Little Women was well received, with critics and audiences finding it suitable for many age groups. A reviewer of Eclectic Magazine called it "the very best of books to reach the hearts of the young of any age from six to sixty, It was also said to be a fresh, natural representation of daily life


Louisa May Alcott (November 29, 1832-March 6, 1888) was the second daughter of  Bronson May and Abigail Alcott. She has a sister named Anna Alcott, The girls were mostly educated at home. "I never went to school," Louisa wrote, "except to my father or such governesses as from time to time came into the family. . . . so we had lessons each morning in the study.
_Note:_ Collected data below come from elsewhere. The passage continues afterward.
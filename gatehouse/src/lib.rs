//! # Gatehouse
//!
//! Core building blocks for a stateless authentication service:
//!
//! - [`crypto`]: Argon2id password hashing with a PHC-style serialized form
//! - [`hasher`]: bounded worker pool that keeps Argon2id off the request path
//! - [`token`]: signed access/refresh token issuance, validation, rotation,
//!   and revocation against a blacklist
//! - [`cache`]: revocation store contract with redis-backed and in-memory
//!   implementations
//! - [`store`]: user persistence over PostgreSQL
//! - [`limiter`]: per-client token-bucket admission control
//!
//! The HTTP surface lives in the `gh_server` binary crate; this library is
//! deliberately framework-free so the primitives can be tested in isolation.

pub mod cache;
pub mod crypto;
pub mod hasher;
pub mod limiter;
pub mod store;
pub mod token;

pub use cache::{CacheError, MemoryStore, RedisCache, RevocationStore};
pub use crypto::CryptoError;
pub use hasher::{Dispatcher, Job, SubmitError};
pub use limiter::{Decision, RateLimiter, RateLimiterConfig};
pub use store::{Database, DatabaseConfig, PgUserRepository, StoreError, User, UserRepository};
pub use token::{TokenError, TokenKind, TokenService};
And very happy hours they were to us, for my father taught in the wise way which unfolds what lies in the child's nature as a flower blooms, rather than crammed it, like a Strasburg goose, with more than it could digest. I never liked arithmetic nor grammar . . . but reading, writing, composition, history, and geography I enjoyed, as well as the stories read to us with a skill peculiarly his own."
 Her first story, "The Rival Painters, A Tale of Rome" was written at the Hillside house in 1848 and published four years later in Olive Branch. By that time, the Alcotts were back in Boston, where they lived at five different addresses between 1849 and 1852. The two older girls contributed to the meager family income by teaching. Louisa's unhappy few weeks with a Dedham family were recorded in her essay, "How I Went Out to Service." Publisher James T. Fields rejected the piece and advised her: "Stick to your teaching, Miss Alcott. You can't write." Disheartened but determined, she continued to write, gradually learning how to produce what would sell. On her own in Boston she also took in sewing and served occasionally as governess. Living as frugally as possible, she sent home almost all the money she earned..
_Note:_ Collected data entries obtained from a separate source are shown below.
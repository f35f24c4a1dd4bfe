//! Token service implementation.

use chrono::{Duration, Utc};
use jsonwebtoken::{decode, encode, Algorithm, DecodingKey, EncodingKey, Header, Validation};
use std::sync::Arc;
use tracing::debug;
use uuid::Uuid;

use super::{Claims, TokenError, TokenKind};
use crate::cache::RevocationStore;

/// Accepted signing algorithms. Restricting validation to the HMAC family
/// defeats algorithm-confusion forgeries (`alg: none`, RSA-as-HMAC) before
/// any state is touched.
const HMAC_FAMILY: [Algorithm; 3] = [Algorithm::HS256, Algorithm::HS384, Algorithm::HS512];

fn blacklist_key(jti: &str) -> String {
    format!("blacklist:{jti}")
}

/// Issues and validates access/refresh tokens against a process-wide
/// secret, with a revocation blacklist in the backing store.
///
/// The secret and expiry windows are read once at startup and immutable for
/// the process lifetime.
pub struct TokenService {
    secret: String,
    access_ttl: Duration,
    refresh_ttl: Duration,
    store: Arc<dyn RevocationStore>,
}

impl TokenService {
    /// Create a token service.
    ///
    /// # Arguments
    ///
    /// * `secret` - HMAC signing secret
    /// * `access_ttl` - access token lifetime
    /// * `refresh_ttl` - refresh token lifetime
    /// * `store` - blacklist backend
    pub fn new(
        secret: String,
        access_ttl: Duration,
        refresh_ttl: Duration,
        store: Arc<dyn RevocationStore>,
    ) -> Self {
        Self {
            secret,
            access_ttl,
            refresh_ttl,
            store,
        }
    }

    /// Issue an access token for `user_id`.
    pub fn generate_access(&self, user_id: &str) -> Result<String, TokenError> {
        self.generate(user_id, TokenKind::Access)
    }

    /// Issue a refresh token for `user_id`.
    pub fn generate_refresh(&self, user_id: &str) -> Result<String, TokenError> {
        self.generate(user_id, TokenKind::Refresh)
    }

    fn generate(&self, user_id: &str, kind: TokenKind) -> Result<String, TokenError> {
        let now = Utc::now();
        let ttl = match kind {
            TokenKind::Access => self.access_ttl,
            TokenKind::Refresh => self.refresh_ttl,
        };
        let claims = Claims {
            sub: user_id.to_string(),
            jti: Uuid::new_v4().to_string(),
            iat: now.timestamp(),
            exp: (now + ttl).timestamp(),
            kind,
        };

        debug!(user_id, %kind, jti = %claims.jti, "issuing token");

        let token = encode(
            &Header::default(),
            &claims,
            &EncodingKey::from_secret(self.secret.as_bytes()),
        )?;
        Ok(token)
    }

    /// Validate an access token and return its subject.
    pub async fn validate_access(&self, token: &str) -> Result<String, TokenError> {
        self.validate(token, TokenKind::Access).await
    }

    /// Validate a refresh token and return its subject.
    pub async fn validate_refresh(&self, token: &str) -> Result<String, TokenError> {
        self.validate(token, TokenKind::Refresh).await
    }

    /// Shared validation core.
    ///
    /// Signature and expiry are verified first, then the kind, then the
    /// blacklist. A blacklist *lookup* failure is treated as "not revoked":
    /// the service fails open on store availability but never on the
    /// signature.
    async fn validate(&self, token: &str, expected: TokenKind) -> Result<String, TokenError> {
        let mut validation = Validation::new(Algorithm::HS256);
        validation.algorithms = HMAC_FAMILY.to_vec();

        let data = decode::<Claims>(
            token,
            &DecodingKey::from_secret(self.secret.as_bytes()),
            &validation,
        )?;
        let claims = data.claims;

        if claims.kind != expected {
            return Err(TokenError::WrongKind);
        }
        if claims.sub.is_empty() {
            return Err(TokenError::MissingClaim("sub"));
        }
        if claims.jti.is_empty() {
            return Err(TokenError::MissingClaim("jti"));
        }

        if let Ok(Some(value)) = self.store.get(&blacklist_key(&claims.jti)).await {
            if !value.is_empty() {
                return Err(TokenError::Revoked);
            }
        }

        Ok(claims.sub)
    }

    /// Revoke a token by blacklisting its `jti` for the remainder of its
    /// lifetime. Revoking an already-expired token is a no-op success.
    ///
    /// The token is parsed without signature verification: a client logging
    /// out with a token we cannot verify is harmless, and blacklisting a
    /// garbage `jti` costs one short-lived key.
    pub async fn revoke(&self, token: &str) -> Result<(), TokenError> {
        let mut validation = Validation::new(Algorithm::HS256);
        validation.algorithms = HMAC_FAMILY.to_vec();
        validation.insecure_disable_signature_validation();
        validation.validate_exp = false;
        validation.required_spec_claims.clear();

        let data = decode::<Claims>(token, &DecodingKey::from_secret(&[]), &validation)?;
        let claims = data.claims;

        if claims.jti.is_empty() {
            return Err(TokenError::MissingClaim("jti"));
        }

        let ttl = claims.exp - Utc::now().timestamp();
        if ttl <= 0 {
            return Ok(());
        }

        debug!(jti = %claims.jti, ttl, "revoking token");
        self.store
            .set(
                &blacklist_key(&claims.jti),
                "1",
                std::time::Duration::from_secs(ttl as u64),
            )
            .await?;
        Ok(())
    }

    /// Rotate a refresh token: validate it, issue a fresh access/refresh
    /// pair, then revoke the incoming token so it can never rotate again.
    pub async fn rotate(&self, refresh_token: &str) -> Result<(String, String), TokenError> {
        let user_id = self.validate_refresh(refresh_token).await?;
        let access = self.generate_access(&user_id)?;
        let refresh = self.generate_refresh(&user_id)?;
        self.revoke(refresh_token).await?;
        Ok((access, refresh))
    }
}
 She continued to produce her stream of children's books and wrote an adult novel, A Modern Mephistopheles, published in 1877. Spending considerable time in Boston, she sometimes shared her rooms at the Bellevue Hotel with her sister May and also provided her with art lessons. They went abroad together, and May was able to establish herself as an artist in London. She married Ernest Nieriker and settled with him in Paris but died a few weeks after the birth of a daughter named after Louisa. She left the baby to Alcott. In September, 1880, "Lulu" arrived in Boston and gave Alcott's life a new focus. She delighted to watch the child grow, told her stories and published them as Lulu's Library.
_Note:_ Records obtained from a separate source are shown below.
//! Token claim models.

use serde::{Deserialize, Serialize};

/// The declared type of a token. Access tokens authenticate API calls;
/// refresh tokens can only mint new token pairs.
#[derive(Debug, Clone, Copy, PartialEq, Eq, Serialize, Deserialize)]
#[serde(rename_all = "lowercase")]
pub enum TokenKind {
    Access,
    Refresh,
}

impl std::fmt::Display for TokenKind {
    fn fmt(&self, f: &mut std::fmt::Formatter<'_>) -> std::fmt::Result {
        match self {
            TokenKind::Access => f.write_str("access"),
            TokenKind::Refresh => f.write_str("refresh"),
        }
    }
}

/// JWT claim set shared by both token kinds
#[derive(Debug, Clone, Serialize, Deserialize)]
pub struct Claims {
    /// Subject: the user identifier
    pub sub: String,
    /// Unique token identifier, the revocation key
    pub jti: String,
    /// Issued-at, seconds since epoch
    pub iat: i64,
    /// Expiry, seconds since epoch; always strictly greater than `iat`
    pub exp: i64,
    /// Token kind, always present
    pub kind: TokenKind,
}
As Alcott's health continued to fail, she tried various doctors and "cures." When her father suffered a stroke in 1882, she established a home for him with Anna, her two sons and little Lulu at 10 Louisburg Square in Boston. She herself moved from place to place in search of health and peace to write, settling at last in a Roxbury nursing home. Although only in her mid-fifties, she realized that death might come at any time and legally adopted Anna's son John Pratt. She willed her copyrights in trust to him, stipulating that the income be shared by Anna, Lulu, John and Anna's other son Fred.
On March 1, 1888, Louisa visited her father for the last time."I am going up," he said. "Come with me." "Oh, I wish I could," she replied. Bronson Alcott died on March 4, and Louisa May Alcott on March 6. She was buried in Sleepy Hollow cemetery in Concord. Her grave bears a Civil War veteran's marker.